## WORK ITEM
Type out the data again, word for word and in full.

## Dataset entries
___

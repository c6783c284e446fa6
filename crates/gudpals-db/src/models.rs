//! Database row types. These map directly to SQLite rows.
//!
//! Rows are read as raw columns and validated into `gudpals-types` records
//! through `TryFrom`, so a malformed id or timestamp surfaces as
//! `DbError::Corrupt` instead of leaking into application logic.

use chrono::{DateTime, SecondsFormat, Utc};
use uuid::Uuid;

use gudpals_types::models::{
    Activity, Connection, FriendRequest, FriendRequestStatus, LiveSessionState, Message,
    Notification, NotificationKind, Order, Product, Profile, Registration, SessionChat,
};

use crate::DbError;

/// Stored timestamp format. Fixed width so text ordering matches time ordering.
pub fn format_ts(ts: DateTime<Utc>) -> String {
    ts.to_rfc3339_opts(SecondsFormat::Micros, true)
}

pub fn parse_ts(column: &'static str, raw: &str) -> Result<DateTime<Utc>, DbError> {
    raw.parse::<DateTime<Utc>>()
        .or_else(|_| {
            // Rows written by SQLite defaults use "YYYY-MM-DD HH:MM:SS" without timezone.
            chrono::NaiveDateTime::parse_from_str(raw, "%Y-%m-%d %H:%M:%S").map(|ndt| ndt.and_utc())
        })
        .map_err(|_| DbError::Corrupt {
            column,
            value: raw.to_string(),
        })
}

pub fn parse_uuid(column: &'static str, raw: &str) -> Result<Uuid, DbError> {
    raw.parse().map_err(|_| DbError::Corrupt {
        column,
        value: raw.to_string(),
    })
}

pub struct MessageRow {
    pub id: String,
    pub sender_id: String,
    pub receiver_id: String,
    pub body: String,
    pub is_read: bool,
    pub created_at: String,
}

impl TryFrom<MessageRow> for Message {
    type Error = DbError;

    fn try_from(row: MessageRow) -> Result<Self, DbError> {
        Ok(Message {
            id: parse_uuid("messages.id", &row.id)?,
            sender_id: row.sender_id,
            receiver_id: row.receiver_id,
            body: row.body,
            is_read: row.is_read,
            created_at: parse_ts("messages.created_at", &row.created_at)?,
        })
    }
}

pub struct SessionChatRow {
    pub id: String,
    pub session_id: String,
    pub user_id: String,
    pub author_name: Option<String>,
    pub body: String,
    pub created_at: String,
}

impl TryFrom<SessionChatRow> for SessionChat {
    type Error = DbError;

    fn try_from(row: SessionChatRow) -> Result<Self, DbError> {
        Ok(SessionChat {
            id: parse_uuid("session_chats.id", &row.id)?,
            session_id: parse_uuid("session_chats.session_id", &row.session_id)?,
            user_id: row.user_id,
            author_name: row.author_name,
            body: row.body,
            created_at: parse_ts("session_chats.created_at", &row.created_at)?,
        })
    }
}

pub struct RegistrationRow {
    pub id: String,
    pub user_id: String,
    pub activity_id: String,
    pub registered_at: String,
}

impl TryFrom<RegistrationRow> for Registration {
    type Error = DbError;

    fn try_from(row: RegistrationRow) -> Result<Self, DbError> {
        Ok(Registration {
            id: parse_uuid("registrations.id", &row.id)?,
            user_id: row.user_id,
            activity_id: parse_uuid("registrations.activity_id", &row.activity_id)?,
            registered_at: parse_ts("registrations.registered_at", &row.registered_at)?,
        })
    }
}

pub struct ActivityRow {
    pub id: String,
    pub title: String,
    pub starts_at: Option<String>,
    pub is_live: bool,
    pub channel_name: Option<String>,
    pub channel_token: Option<String>,
}

impl TryFrom<ActivityRow> for Activity {
    type Error = DbError;

    fn try_from(row: ActivityRow) -> Result<Self, DbError> {
        let starts_at = match row.starts_at.as_deref() {
            Some(raw) => Some(parse_ts("activities.starts_at", raw)?),
            None => None,
        };
        Ok(Activity {
            id: parse_uuid("activities.id", &row.id)?,
            title: row.title,
            starts_at,
            live: LiveSessionState {
                is_live: row.is_live,
                channel_name: row.channel_name,
                channel_token: row.channel_token,
            },
        })
    }
}

pub struct ProfileRow {
    pub id: String,
    pub display_name: String,
    pub email: Option<String>,
    pub phone_number: Option<String>,
    pub photo_url: Option<String>,
    pub last_login_at: Option<String>,
}

impl TryFrom<ProfileRow> for Profile {
    type Error = DbError;

    fn try_from(row: ProfileRow) -> Result<Self, DbError> {
        let last_login_at = match row.last_login_at.as_deref() {
            Some(raw) => Some(parse_ts("profiles.last_login_at", raw)?),
            None => None,
        };
        Ok(Profile {
            id: row.id,
            display_name: row.display_name,
            email: row.email,
            phone_number: row.phone_number,
            photo_url: row.photo_url,
            last_login_at,
        })
    }
}

pub struct FriendRequestRow {
    pub id: String,
    pub sender_id: String,
    pub receiver_id: String,
    pub message: Option<String>,
    pub status: String,
    pub created_at: String,
}

impl TryFrom<FriendRequestRow> for FriendRequest {
    type Error = DbError;

    fn try_from(row: FriendRequestRow) -> Result<Self, DbError> {
        let status = FriendRequestStatus::parse(&row.status).ok_or(DbError::Corrupt {
            column: "friend_requests.status",
            value: row.status.clone(),
        })?;
        Ok(FriendRequest {
            id: parse_uuid("friend_requests.id", &row.id)?,
            sender_id: row.sender_id,
            receiver_id: row.receiver_id,
            message: row.message,
            status,
            created_at: parse_ts("friend_requests.created_at", &row.created_at)?,
        })
    }
}

pub struct ConnectionRow {
    pub id: String,
    pub user_a: String,
    pub user_b: String,
    pub created_at: String,
}

impl TryFrom<ConnectionRow> for Connection {
    type Error = DbError;

    fn try_from(row: ConnectionRow) -> Result<Self, DbError> {
        Ok(Connection {
            id: parse_uuid("connections.id", &row.id)?,
            user_a: row.user_a,
            user_b: row.user_b,
            created_at: parse_ts("connections.created_at", &row.created_at)?,
        })
    }
}

pub struct NotificationRow {
    pub id: String,
    pub user_id: String,
    pub title: String,
    pub body: String,
    pub kind: String,
    pub action_url: Option<String>,
    pub is_read: bool,
    pub deliver_at: String,
}

impl TryFrom<NotificationRow> for Notification {
    type Error = DbError;

    fn try_from(row: NotificationRow) -> Result<Self, DbError> {
        let kind = NotificationKind::parse(&row.kind).ok_or(DbError::Corrupt {
            column: "notifications.kind",
            value: row.kind.clone(),
        })?;
        Ok(Notification {
            id: parse_uuid("notifications.id", &row.id)?,
            user_id: row.user_id,
            title: row.title,
            body: row.body,
            kind,
            action_url: row.action_url,
            is_read: row.is_read,
            deliver_at: parse_ts("notifications.deliver_at", &row.deliver_at)?,
        })
    }
}

pub struct ProductRow {
    pub id: String,
    pub name: String,
    pub price_cents: i64,
}

impl TryFrom<ProductRow> for Product {
    type Error = DbError;

    fn try_from(row: ProductRow) -> Result<Self, DbError> {
        Ok(Product {
            id: parse_uuid("products.id", &row.id)?,
            name: row.name,
            price_cents: row.price_cents,
        })
    }
}

pub struct OrderRow {
    pub id: String,
    pub user_id: String,
    pub total_cents: i64,
    pub checkout_session_id: String,
    pub status: String,
    pub created_at: String,
}

impl TryFrom<OrderRow> for Order {
    type Error = DbError;

    fn try_from(row: OrderRow) -> Result<Self, DbError> {
        Ok(Order {
            id: parse_uuid("orders.id", &row.id)?,
            user_id: row.user_id,
            total_cents: row.total_cents,
            checkout_session_id: row.checkout_session_id,
            status: row.status,
            created_at: parse_ts("orders.created_at", &row.created_at)?,
        })
    }
}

___

## THE ANSWER
repository c6783c284e446fa6
filename crates/gudpals-db/src/models.rs
//! Database row types. These map directly to SQLite rows.
//!
//! Rows are read as raw columns and validated into `gudpals-types` records
//! through `TryFrom`, so a malformed id or timestamp surfaces as
//! `DbError::Corrupt` instead of leaking into application logic.

use chrono::{DateTime, SecondsFormat, Utc};
use uuid::Uuid;

use gudpals_types::models::{
    Activity, Connection, FriendRequest, FriendRequestStatus, LiveSessionState, Message,
    Notification, NotificationKind, Order, Product, Profile, Registration, SessionChat,
};

use crate::DbError;

/// Stored timestamp format. Fixed width so text ordering matches time ordering.
pub fn format_ts(ts: DateTime<Utc>) -> String {
    ts.to_rfc3339_opts(SecondsFormat::Micros, true)
}

pub fn parse_ts(column: &'static str, raw: &str) -> Result<DateTime<Utc>, DbError> {
    raw.parse::<DateTime<Utc>>()
        .or_else(|_| {
            // Rows written by SQLite defaults use "YYYY-MM-DD HH:MM:SS" without timezone.
            chrono::NaiveDateTime::parse_from_str(raw, "%Y-%m-%d %H:%M:%S").map(|ndt| ndt.and_utc())
        })
        .map_err(|_| DbError::Corrupt {
            column,
            value: raw.to_string(),
        })
}

pub fn parse_uuid(column: &'static str, raw: &str) -> Result<Uuid, DbError> {
    raw.parse().map_err(|_| DbError::Corrupt {
        column,
        value: raw.to_string(),
    })
}

pub struct MessageRow {
    pub id: String,
    pub sender_id: String,
    pub receiver_id: String,
    pub body: String,
    pub is_read: bool,
    pub created_at: String,
}

impl TryFrom<MessageRow> for Message {
    type Error = DbError;

    fn try_from(row: MessageRow) -> Result<Self, DbError> {
        Ok(Message {
            id: parse_uuid("messages.id", &row.id)?,
            sender_id: row.sender_id,
            receiver_id: row.receiver_id,
            body: row.body,
            is_read: row.is_read,
            created_at: parse_ts("messages.created_at", &row.created_at)?,
        })
    }
}

pub struct SessionChatRow {
    pub id: String,
    pub session_id: String,
    pub user_id: String,
    pub author_name: Option<String>,
    pub body: String,
    pub created_at: String,
}

impl TryFrom<SessionChatRow> for SessionChat {
    type Error = DbError;

    fn try_from(row: SessionChatRow) -> Result<Self, DbError> {
        Ok(SessionChat {
            id: parse_uuid("session_chats.id", &row.id)?,
            session_id: parse_uuid("session_chats.session_id", &row.session_id)?,
            user_id: row.user_id,
            author_name: row.author_name,
            body: row.body,
            created_at: parse_ts("session_chats.created_at", &row.created_at)?,
        })
    }
}

pub struct RegistrationRow {
    pub id: String,
    pub user_id: String,
    pub activity_id: String,
    pub registered_at: String,
}

impl TryFrom<RegistrationRow> for Registration {
    type Error = DbError;

    fn try_from(row: RegistrationRow) -> Result<Self, DbError> {
        Ok(Registration {
            id: parse_uuid("registrations.id", &row.id)?,
            user_id: row.user_id,
            activity_id: parse_uuid("registrations.activity_id", &row.activity_id)?,
            registered_at: parse_ts("registrations.registered_at", &row.registered_at)?,
        })
    }
}

pub struct ActivityRow {
    pub id: String,
    pub title: String,
    pub starts_at: Option<String>,
    pub is_live: bool,
    pub channel_name: Option<String>,
    pub channel_token: Option<String>,
}

impl TryFrom<ActivityRow> for Activity {
    type Error = DbError;

    fn try_from(row: ActivityRow) -> Result<Self, DbError> {
        let starts_at = match row.starts_at.as_deref() {
            Some(raw) => Some(parse_ts("activities.starts_at", raw)?),
            None => None,
        };
        Ok(Activity {
            id: parse_uuid("activities.id", &row.id)?,
            title: row.title,
            starts_at,
            live: LiveSessionState {
                is_live: row.is_live,
                channel_name: row.channel_name,
                channel_token: row.channel_token,
            },
        })
    }
}

pub struct ProfileRow {
    pub id: String,
    pub display_name: String,
    pub email: Option<String>,
    pub phone_number: Option<String>,
    pub photo_url: Option<String>,
    pub last_login_at: Option<String>,
}

impl TryFrom<ProfileRow> for Profile {
    type Error = DbError;

    fn try_from(row: ProfileRow) -> Result<Self, DbError> {
        let last_login_at = match row.last_login_at.as_deref() {
            Some(raw) => Some(parse_ts("profiles.last_login_at", raw)?),
            None => None,
        };
        Ok(Profile {
            id: row.id,
            display_name: row.display_name,
            email: row.email,
            phone_number: row.phone_number,
            photo_url: row.photo_url,
            last_login_at,
        })
    }
}

pub struct FriendRequestRow {
    pub id: String,
    pub sender_id: String,
    pub receiver_id: String,
    pub message: Option<String>,
    pub status: String,
    pub created_at: String,
}

impl TryFrom<FriendRequestRow> for FriendRequest {
    type Error = DbError;

    fn try_from(row: FriendRequestRow) -> Result<Self, DbError> {
        let status = FriendRequestStatus::parse(&row.status).ok_or(DbError::Corrupt {
            column: "friend_requests.status",
            value: row.status.clone(),
        })?;
        Ok(FriendRequest {
            id: parse_uuid("friend_requests.id", &row.id)?,
            sender_id: row.sender_id,
            receiver_id: row.receiver_id,
            message: row.message,
            status,
            created_at: parse_ts("friend_requests.created_at", &row.created_at)?,
        })
    }
}

pub struct ConnectionRow {
    pub id: String,
    pub user_a: String,
    pub user_b: String,
    pub created_at: String,
}

impl TryFrom<ConnectionRow> for Connection {
    type Error = DbError;

    fn try_from(row: ConnectionRow) -> Result<Self, DbError> {
        Ok(Connection {
            id: parse_uuid("connections.id", &row.id)?,
            user_a: row.user_a,
            user_b: row.user_b,
            created_at: parse_ts("connections.created_at", &row.created_at)?,
        })
    }
}

pub struct NotificationRow {
    pub id: String,
    pub user_id: String,
    pub title: String,
    pub body: String,
    pub kind: String,
    pub action_url: Option<String>,
    pub is_read: bool,
    pub deliver_at: String,
}

impl TryFrom<NotificationRow> for Notification {
    type Error = DbError;

    fn try_from(row: NotificationRow) -> Result<Self, DbError> {
        let kind = NotificationKind::parse(&row.kind).ok_or(DbError::Corrupt {
            column: "notifications.kind",
            value: row.kind.clone(),
        })?;
        Ok(Notification {
            id: parse_uuid("notifications.id", &row.id)?,
            user_id: row.user_id,
            title: row.title,
            body: row.body,
            kind,
            action_url: row.action_url,
            is_read: row.is_read,
            deliver_at: parse_ts("notifications.deliver_at", &row.deliver_at)?,
        })
    }
}

pub struct ProductRow {
    pub id: String,
    pub name: String,
    pub price_cents: i64,
}

impl TryFrom<ProductRow> for Product {
    type Error = DbError;

    fn try_from(row: ProductRow) -> Result<Self, DbError> {
        Ok(Product {
            id: parse_uuid("products.id", &row.id)?,
            name: row.name,
            price_cents: row.price_cents,
        })
    }
}

pub struct OrderRow {
    pub id: String,
    pub user_id: String,
    pub total_cents: i64,
    pub checkout_session_id: String,
    pub status: String,
    pub created_at: String,
}

impl TryFrom<OrderRow> for Order {
    type Error = DbError;

    fn try_from(row: OrderRow) -> Result<Self, DbError> {
        Ok(Order {
            id: parse_uuid("orders.id", &row.id)?,
            user_id: row.user_id,
            total_cents: row.total_cents,
            checkout_session_id: row.checkout_session_id,
            status: row.status,
            created_at: parse_ts("orders.created_at", &row.created_at)?,
        })
    }
}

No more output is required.